= Australians for Native Title and Reconciliation =

Australian organisation which advocates for Indigenous rights

ANTAR (formerly Australians for Native Title and Reconciliation) is an independent, national non-government, not-for-profit, community-based organisation founded in 1997 which advocates for the rights of Aboriginal and Torres Strait Islander people in Australia and aims to help overcome inequality and disadvantage. Its staff and membership comprise mainly non-Indigenous people who support Indigenous voices and interests. Since 2023, ANTAR has had a majority First Nations board of directors.

==History==
ANTaR was founded in 1997. with co-founder Phil Glendinning remaining National President of the organisation for 10 years.

ANTaR was a key supporter and leader in the movement for reconciliation in Australia, which was rooted in the recognition that Indigenous Australians were not being fairly treated in Australia. During the development of the Native Title Act 1993, a number of non-Indigenous organisations and individuals developed a coalition to support Indigenous interests in negotiations about the Act. Following the election of the Howard government, in early 1997 the National Indigenous Working Group on Native Title (NIWG), which consisted of representatives of Aboriginal land councils and equivalent organisations across Australia, called on NGOs around the nation to gauge the level of non-Indigenous support for Australian native title rights. The ANTaR coalition grew out of this.

Somewhat differently to most other such movements, ANTaR has not sought to speak for Indigenous Australians; rather, it aims to support Indigenous voices and interests, seeking direction from Indigenous peoples on issues such as policy and legislation that affects them. When the Howard government was introducing amendments to the Native Title Act, NIWG provided the national view and ANTaR helped to coordinate a response to the amendments. In 1997 and 1998, native title rights became the focus of a national campaign by ANTaR, with a central project called the Sea of Hands. This was a visual display, with an accompanying statement for which citizens' signatures were collected. The focus shifted after Howard's 1998 amendments to the Act, and the Sea of Hands became recognised as a symbol for reconciliation.

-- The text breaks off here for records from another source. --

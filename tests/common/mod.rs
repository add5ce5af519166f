//! Shared utilities for integration and load testing.

#![allow(dead_code)]

use std::future::Future;
use std::net::SocketAddr;
use std::sync::atomic::{AtomicU32, Ordering};
use std::sync::Arc;

use resilience_guard::config::ResilienceSettings;
use resilience_guard::OperationFailure;
use tokio::io::{AsyncReadExt, AsyncWriteExt};
use tokio::net::TcpListener;

/// Settings with deterministic (jitter-free) backoff.
pub fn settings(failure_threshold: u32, max_attempts: u32) -> ResilienceSettings {
    let mut settings = ResilienceSettings::default();
    settings.circuit_breaker.failure_threshold = failure_threshold;
    settings.retry.max_attempts = max_attempts;
    settings.retry.jitter_enabled = false;
    settings
}

/// A downstream that fails its first `failures` calls, then succeeds.
#[derive(Clone, Default)]
pub struct FlakyDownstream {
    calls: Arc<AtomicU32>,
    failures: u32,
    status: Option<u16>,
}

impl FlakyDownstream {
    pub fn failing_first(failures: u32, status: u16) -> Self {
        Self {
            calls: Arc::new(AtomicU32::new(0)),
            failures,
            status: Some(status),
        }
    }

    pub fn always_failing(status: u16) -> Self {
        Self::failing_first(u32::MAX, status)
    }

    pub fn healthy() -> Self {
        Self::failing_first(0, 200)
    }

    pub fn calls(&self) -> u32 {
        self.calls.load(Ordering::SeqCst)
    }

    /// One invocation of the downstream.
    pub fn call(&self) -> impl Future<Output = Result<String, OperationFailure>> + Send + 'static {
        let n = self.calls.fetch_add(1, Ordering::SeqCst);
        let failing = n < self.failures;
        let status = self.status;
        async move {
            if failing {
                Err(match status {
                    Some(code) => OperationFailure::with_status(format!("downstream returned {code}"), code),
                    None => OperationFailure::new("downstream failed"),
                })
            } else {
                Ok(format!("response #{}", n + 1))
            }
        }
    }
}

/// Start a programmable HTTP backend on an ephemeral port.
pub async fn start_programmable_backend<F, Fut>(f: F) -> SocketAddr
where
    F: Fn() -> Fut + Send + Sync + 'static,
    Fut: Future<Output = (u16, String)> + Send + 'static,
{
    let listener = TcpListener::bind("127.0.0.1:0").await.unwrap();
    let addr = listener.local_addr().unwrap();
    let f = Arc::new(f);

    tokio::spawn(async move {
        loop {
            match listener.accept().await {
                Ok((mut socket, _)) => {
                    let f = f.clone();
                    tokio::spawn(async move {
                        let mut buf = [0u8; 1024];
                        let _ = socket.read(&mut buf).await;

                        let (status, body) = f().await;
                        let status_text = match status {
                            200 => "200 OK",
                            404 => "404 Not Found",
                            429 => "429 Too Many Requests",
                            500 => "500 Internal Server Error",
                            502 => "502 Bad Gateway",
                            503 => "503 Service Unavailable",
                            _ => "200 OK",
                        };

                        let response = format!(
                            "HTTP/1.1 {}\r\nContent-Length: {}\r\nConnection: close\r\n\r\n{}",
                            status_text,
                            body.len(),
                            body
                        );
                        let _ = socket.write_all(response.as_bytes()).await;
                        let _ = socket.shutdown().await;
                    });
                }
                Err(_) => break,
            }
        }
    });

    addr
}

/// A backend that answers with `statuses` in order, repeating the last one.
pub async fn start_scripted_backend(statuses: Vec<u16>) -> (SocketAddr, Arc<AtomicU32>) {
    let hits = Arc::new(AtomicU32::new(0));
    let counter = hits.clone();
    let statuses = Arc::new(statuses);

    let addr = start_programmable_backend(move || {
        let counter = counter.clone();
        let statuses = statuses.clone();
        async move {
            let n = counter.fetch_add(1, Ordering::SeqCst) as usize;
            let status = statuses
                .get(n)
                .or_else(|| statuses.last())
                .copied()
                .unwrap_or(200);
            (status, format!("hit {}", n + 1))
        }
    })
    .await;

    (addr, hits)
}
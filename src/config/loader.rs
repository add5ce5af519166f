//! Configuration loading from disk.

use std::fs;
use std::path::Path;

use thiserror::Error;

use crate::config::schema::ResilienceSettings;
use crate::config::validation::{validate_config, ValidationError};

/// Error type for configuration loading.
#[derive(Debug, Error)]
pub enum ConfigError {
    #[error("IO error: {0}")]
    Io(#[from] std::io::Error),

    #[error("Parse error: {0}")]
    Parse(#[from] toml::de::Error),

    #[error("Validation failed: {}", join_errors(.0))]
    Validation(Vec<ValidationError>),
}

fn join_errors(errors: &[ValidationError]) -> String {
    errors
        .iter()
        .map(ToString::to_string)
        .collect::<Vec<_>>()
        .join(", ")
}

/// Parse and validate settings from TOML text.
pub fn parse_config(content: &str) -> Result<ResilienceSettings, ConfigError> {
    let settings: ResilienceSettings = toml::from_str(content)?;
    validate_config(&settings).map_err(ConfigError::Validation)?;
    Ok(settings)
}

/// Load and validate settings from a TOML file.
pub fn load_config(path: &Path) -> Result<ResilienceSettings, ConfigError> {
    let content = fs::read_to_string(path)?;
    parse_config(&content)
}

In 2014 Andrew Meehan was appointed as national director of ANTaR. In 2017 he said that ANTaR's main priorities were: Aboriginal and Torres Strait Islander health equality, particularly through the Close the Gap campaign; the high levels of incarceration; addressing family violence ("Change the Record" campaign); racism; federal funding for services and programs; proper engagement by government with First Peoples (through the Redfern Statement group); and educating the broader community about reconciliation, through ANTaR's "Sea of Hands" program. Meehan was no longer director as of February 2019.

From January 2019, ANTaR took over the running of the National Close the Gap Day (NCTGD), after Oxfam Australia had run the event on behalf of the CTG coalition for the previous 10 years. Most of the March 2020 NCTGD public events were cancelled owing to the COVID-19 pandemic in Australia, but ANTaR co-hosted the launch of the 2019 Close the Gap report – Our Choices, Our Voices, prepared by the Lowitja Institute, at a community event at Tharawal Aboriginal Corporation in Sydney. June Oscar , Aboriginal and Torres Strait Islander Social Justice Commissioner and Rod Little, Co-Chair of the National Congress of Australia's First Peoples, addressed attendees.

With the 2020 upsurge in Black Lives Matter issues and rallies, including rallies across the country in early June, ANTaR was cited by GQ magazine as one of 12 organisations across the country to donate to, to aid the cause of Indigenous justice.

In 2022, after more than 25 years advocating for First Nations rights and justice, Australians for Native Title and Reconciliation rebranded as ANTAR to reflect its broader mission.

At the 2023 Annual General Meeting, ANTAR’s Board became majority First Nations for the first time.

==Description==
ANTAR is a national network of private individuals, both Indigenous and non-Indigenous, and other organisations, and engages in public campaigns, lobbying and various other forms of advocacy. It has relationships with Aboriginal and Torres Strait Islander leadership who provide feedback and direction. It conducts campaigns on a national as well as grassroots level, with local ANTaR groups. It operates from its headquarters in Surry Hills, New South Wales**.

The organisation's 2020 financial statement showed that about 91% of its total gross income was derived from donations and bequests.

==Governance==
As of October 2021, Paul Wright was the National Director, and Dr Peter Lewis was chair of the board of eight members.

In March 2024, Blake Alan Cansdale, a proud Anaiwan man, succeeded Paul Wright as National Director, becoming ANTAR’s first Aboriginal National Director.

In November 2024, Des Rogers, a Pertame man, was elected President, replacing Dr Peter Lewis and becoming the organisation’s first Indigenous President.